Task description = Go through the records and report each line holding the string "Returns".

The data =
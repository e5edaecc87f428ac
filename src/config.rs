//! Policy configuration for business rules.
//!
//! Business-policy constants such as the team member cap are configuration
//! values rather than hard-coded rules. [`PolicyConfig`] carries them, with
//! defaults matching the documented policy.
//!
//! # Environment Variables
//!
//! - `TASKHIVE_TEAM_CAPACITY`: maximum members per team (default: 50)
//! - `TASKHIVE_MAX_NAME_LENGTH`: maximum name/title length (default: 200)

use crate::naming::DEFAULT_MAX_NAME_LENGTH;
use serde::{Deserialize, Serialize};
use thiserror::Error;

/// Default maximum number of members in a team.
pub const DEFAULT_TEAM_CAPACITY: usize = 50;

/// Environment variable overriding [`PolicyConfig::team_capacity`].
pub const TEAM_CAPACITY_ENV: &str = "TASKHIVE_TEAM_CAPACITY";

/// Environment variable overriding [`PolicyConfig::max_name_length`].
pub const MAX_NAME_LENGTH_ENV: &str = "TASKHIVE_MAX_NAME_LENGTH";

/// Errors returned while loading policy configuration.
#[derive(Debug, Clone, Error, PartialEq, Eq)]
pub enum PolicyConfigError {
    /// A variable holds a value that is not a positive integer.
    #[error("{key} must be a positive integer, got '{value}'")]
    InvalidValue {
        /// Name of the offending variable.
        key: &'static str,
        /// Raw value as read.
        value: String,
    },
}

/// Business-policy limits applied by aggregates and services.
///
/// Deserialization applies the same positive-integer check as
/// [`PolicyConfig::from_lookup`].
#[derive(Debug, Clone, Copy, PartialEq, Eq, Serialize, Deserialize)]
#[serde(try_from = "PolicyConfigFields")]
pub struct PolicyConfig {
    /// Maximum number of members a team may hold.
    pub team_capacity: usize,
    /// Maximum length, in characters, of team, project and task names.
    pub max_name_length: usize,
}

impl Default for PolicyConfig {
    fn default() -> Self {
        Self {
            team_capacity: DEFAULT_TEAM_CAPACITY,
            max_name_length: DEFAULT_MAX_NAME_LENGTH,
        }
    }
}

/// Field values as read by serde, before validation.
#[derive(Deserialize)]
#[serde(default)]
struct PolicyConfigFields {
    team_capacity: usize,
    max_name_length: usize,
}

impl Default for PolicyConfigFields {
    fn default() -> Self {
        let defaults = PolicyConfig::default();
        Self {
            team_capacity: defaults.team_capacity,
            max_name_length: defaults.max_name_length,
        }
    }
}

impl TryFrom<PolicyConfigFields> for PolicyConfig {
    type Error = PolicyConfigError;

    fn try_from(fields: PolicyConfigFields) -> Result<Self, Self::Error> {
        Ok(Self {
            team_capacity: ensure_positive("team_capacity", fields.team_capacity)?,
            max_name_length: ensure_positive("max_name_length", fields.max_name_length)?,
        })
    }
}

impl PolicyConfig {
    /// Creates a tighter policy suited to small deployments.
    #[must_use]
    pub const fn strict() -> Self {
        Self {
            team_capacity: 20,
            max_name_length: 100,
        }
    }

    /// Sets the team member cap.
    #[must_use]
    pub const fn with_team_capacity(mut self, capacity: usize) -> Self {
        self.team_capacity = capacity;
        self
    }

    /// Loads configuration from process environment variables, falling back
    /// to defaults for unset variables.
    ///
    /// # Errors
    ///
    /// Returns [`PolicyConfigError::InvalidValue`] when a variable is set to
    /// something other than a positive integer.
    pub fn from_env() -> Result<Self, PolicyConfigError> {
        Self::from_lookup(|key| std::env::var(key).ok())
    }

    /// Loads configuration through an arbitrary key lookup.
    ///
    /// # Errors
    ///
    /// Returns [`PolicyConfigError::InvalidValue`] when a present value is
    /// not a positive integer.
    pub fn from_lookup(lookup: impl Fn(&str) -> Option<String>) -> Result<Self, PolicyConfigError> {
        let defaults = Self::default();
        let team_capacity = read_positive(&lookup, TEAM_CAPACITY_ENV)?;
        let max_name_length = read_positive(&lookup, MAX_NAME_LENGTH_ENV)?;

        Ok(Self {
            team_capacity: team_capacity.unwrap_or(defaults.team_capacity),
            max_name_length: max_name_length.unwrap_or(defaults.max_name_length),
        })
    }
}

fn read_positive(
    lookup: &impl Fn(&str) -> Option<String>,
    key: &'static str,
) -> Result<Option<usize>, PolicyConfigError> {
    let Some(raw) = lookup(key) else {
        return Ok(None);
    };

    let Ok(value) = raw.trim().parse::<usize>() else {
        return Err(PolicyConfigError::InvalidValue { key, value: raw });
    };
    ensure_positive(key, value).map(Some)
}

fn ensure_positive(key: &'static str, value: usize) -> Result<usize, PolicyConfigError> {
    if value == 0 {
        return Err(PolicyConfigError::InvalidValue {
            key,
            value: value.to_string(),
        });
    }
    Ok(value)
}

...

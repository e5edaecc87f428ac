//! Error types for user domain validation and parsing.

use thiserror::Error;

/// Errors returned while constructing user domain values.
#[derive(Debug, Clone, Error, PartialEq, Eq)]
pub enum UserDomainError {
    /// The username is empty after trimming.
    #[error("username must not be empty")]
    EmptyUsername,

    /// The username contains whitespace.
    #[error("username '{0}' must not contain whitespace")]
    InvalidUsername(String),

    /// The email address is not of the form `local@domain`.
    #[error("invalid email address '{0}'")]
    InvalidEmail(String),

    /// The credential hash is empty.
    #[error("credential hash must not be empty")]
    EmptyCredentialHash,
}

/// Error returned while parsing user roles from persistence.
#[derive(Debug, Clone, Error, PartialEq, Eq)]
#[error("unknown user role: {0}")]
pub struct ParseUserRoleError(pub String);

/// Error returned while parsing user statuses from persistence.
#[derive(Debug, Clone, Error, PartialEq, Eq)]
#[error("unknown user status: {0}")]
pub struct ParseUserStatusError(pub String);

Task result =
    /// Returns [`PolicyConfigError::InvalidValue`] when a variable is set to
    /// Returns [`PolicyConfigError::InvalidValue`] when a present value is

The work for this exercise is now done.